- _WORK INSTRUCTIONS_
Go through the records below and report each line with "items" in it.

─── DATA SECTION ───

// src/listing.rs
//! State behind every list screen: the rows on display plus the numbers
//! the pager needs. A failed fetch leaves the list empty; nothing retries.

use std::future::Future;
use tracing::{error, info, warn};

use crate::core::query::{ListQuery, RowFilter};
use crate::error::Result;
use crate::types::Page;

#[derive(Debug, Clone)]
pub struct ListPage<T> {
    pub items: Vec<T>,
    pub total: u64,
    pub current_page: u32,
    pub total_pages: u32,
    pub error: Option<String>,
}

impl<T> Default for ListPage<T> {
    fn default() -> Self {
        Self {
            items: Vec::new(),
            total: 0,
            current_page: 1,
            total_pages: 0,
            error: None,
        }
    }
}

impl<T> ListPage<T> {
    pub fn new() -> Self {
        Self::default()
    }

    pub fn is_empty(&self) -> bool {
        self.items.is_empty()
    }

    pub fn has_next(&self) -> bool {
        self.current_page < self.total_pages
    }

    pub fn has_previous(&self) -> bool {
        self.current_page > 1
    }

    /// Replace the page contents with the outcome of a list call
    pub fn apply(&mut self, query: &ListQuery, outcome: Result<Page<T>>)
    where
        ListQuery: RowFilter<T>,
    {
        self.current_page = query.current_page();

        let page = match outcome {
            Ok(page) => page,
            Err(e) => {
                error!("Failed to load list page {}: {}", self.current_page, e);
                self.items.clear();
                self.total = 0;
                self.total_pages = 0;
                self.error = Some(e.user_message());
                return;
            }
        };

        let received = page.items.len();
        let items: Vec<T> = page
            .items
            .into_iter()
            .filter(|item| query.matches(item))
            .collect();

        if items.len() != received {
            warn!(
                "Dropped {} of {} rows that do not match the active filter",
                received - items.len(),
                received
            );
        }

        let total = page.total.unwrap_or(items.len() as u64);
        let page_size = u64::from(query.page_size());

        self.total_pages = page
            .pages
            .unwrap_or_else(|| total.div_ceil(page_size).max(1) as u32);
        if let Some(server_page) = page.page {
            self.current_page = server_page;
        }
        self.total = total;
        self.items = items;
        self.error = None;

        info!(
            "Loaded {} rows (page {}/{}, {} total)",
            self.items.len(),
            self.current_page,
            self.total_pages,
            self.total
        );
    }

    /// Await `fetch` and apply its outcome
    pub async fn load<F>(&mut self, query: &ListQuery, fetch: F)
    where
        F: Future<Output = Result<Page<T>>>,
        ListQuery: RowFilter<T>,
    {
        let outcome = fetch.await;
        self.apply(query, outcome);
    }
}
// src/types/course.rs
use chrono::{DateTime, Utc};
use serde::{Deserialize, Serialize};
use validator::Validate;

use super::timestamp;

#[derive(Debug, Clone, Serialize, Deserialize)]
pub struct Course {
    #[serde(alias = "_id")]
    pub id: String,
    pub title: String,
    #[serde(default)]
    pub slug: Option<String>,
    #[serde(default)]
    pub description: String,
    #[serde(default)]
    pub category: Option<String>,
    #[serde(default)]
    pub instructor_id: Option<String>,
    #[serde(default, alias = "instructor_name")]
    pub instructor: Option<String>,
    #[serde(default)]
    pub level: Option<String>,
    #[serde(default)]
    pub price: Option<f64>,
    #[serde(default)]
    pub currency: Option<String>,
    #[serde(default)]
    pub duration: Option<String>,
    #[serde(default)]
    pub thumbnail: Option<String>,
    #[serde(default)]
    pub is_published: bool,
    #[serde(default, with = "timestamp")]
    pub created_at: Option<DateTime<Utc>>,
}

#[derive(Debug, Clone, Serialize, Deserialize)]
pub struct CourseDraft {
    pub title: String,
    #[serde(default)]
    pub description: String,
    #[serde(default, skip_serializing_if = "Option::is_none")]
    pub category: Option<String>,
    #[serde(default, skip_serializing_if = "Option::is_none")]
    pub instructor_id: Option<String>,
    #[serde(default, skip_serializing_if = "Option::is_none")]
    pub level: Option<String>,
    #[serde(default, skip_serializing_if = "Option::is_none")]
    pub price: Option<f64>,
    #[serde(default, skip_serializing_if = "Option::is_none")]
    pub currency: Option<String>,
    #[serde(default, skip_serializing_if = "Option::is_none")]
    pub duration: Option<String>,
    #[serde(default, skip_serializing_if = "Option::is_none")]
    pub thumbnail: Option<String>,
    #[serde(default)]
    pub is_published: bool,
}

#[derive(Debug, Clone, Serialize, Deserialize)]
pub struct Lesson {
    #[serde(alias = "_id")]
    pub id: String,
    pub course_id: String,
    pub title: String,
    #[serde(default)]
    pub content: Option<String>,
    #[serde(default)]
    pub video_url: Option<String>,
    #[serde(default)]
    pub duration_minutes: Option<u32>,
    #[serde(default)]
    pub order: u32,
    #[serde(default)]
    pub is_free: bool,
}

/// A scheduled live session of a course
#[derive(Debug, Clone, Serialize, Deserialize)]
pub struct Class {
    #[serde(alias = "_id")]
    pub id: String,
    #[serde(default)]
    pub course_id: Option<String>,
    #[serde(default)]
    pub instructor_id: Option<String>,
    pub title: String,
    #[serde(default)]
    pub description: Option<String>,
    #[serde(default, with = "timestamp")]
    pub start_time: Option<DateTime<Utc>>,
    #[serde(default, with = "timestamp")]
    pub end_time: Option<DateTime<Utc>>,
    #[serde(default)]
    pub meeting_url: Option<String>,
    #[serde(default)]
    pub capacity: Option<u32>,
    #[serde(default, with = "timestamp")]
    pub created_at: Option<DateTime<Utc>>,
}

#[derive(Debug, Clone, Serialize, Deserialize, Validate)]
pub struct ClassDraft {
    #[validate(length(min = 1, message = "title is required"))]
    pub title: String,
    #[serde(default, skip_serializing_if = "Option::is_none")]
    pub course_id: Option<String>,
    #[serde(default, skip_serializing_if = "Option::is_none")]
    pub instructor_id: Option<String>,
    #[serde(default, skip_serializing_if = "Option::is_none")]
    pub description: Option<String>,
    #[serde(
        default,
        with = "timestamp",
        skip_serializing_if = "Option::is_none"
    )]
    pub start_time: Option<DateTime<Utc>>,
    #[serde(
        default,
        with = "timestamp",
        skip_serializing_if = "Option::is_none"
    )]
    pub end_time: Option<DateTime<Utc>>,
    #[serde(default, skip_serializing_if = "Option::is_none")]
    pub meeting_url: Option<String>,
    #[serde(default, skip_serializing_if = "Option::is_none")]
    pub capacity: Option<u32>,
}

impl ClassDraft {
    pub fn normalized(&self) -> Self {
        let mut draft = self.clone();
        draft.title = draft.title.trim().to_string();
        draft
    }

    pub fn validate(&self) -> crate::error::Result<()> {
        use crate::error::{field_errors_from, ApiError, FieldError};

        let draft = self.normalized();
        let mut errors = match Validate::validate(&draft) {
            Ok(()) => Vec::new(),
            Err(e) => field_errors_from(&e),
        };
        if let (Some(start), Some(end)) = (draft.start_time, draft.end_time) {
            if end <= start {
                errors.push(FieldError::new(
                    "end_time",
                    "class must end after it starts",
                ));
            }
        }

        if errors.is_empty() {
            Ok(())
        } else {
            Err(ApiError::Validation(errors))
        }
    }
}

───

- _TASK ANSWER_
    pub items: Vec<T>,
            items: Vec::new(),
        self.items.is_empty()
                self.items.clear();
        let received = page.items.len();
        let items: Vec<T> = page
            .items
        if items.len() != received {
                received - items.len(),
        let total = page.total.unwrap_or(items.len() as u64);
        self.items = items;
            self.items.len(),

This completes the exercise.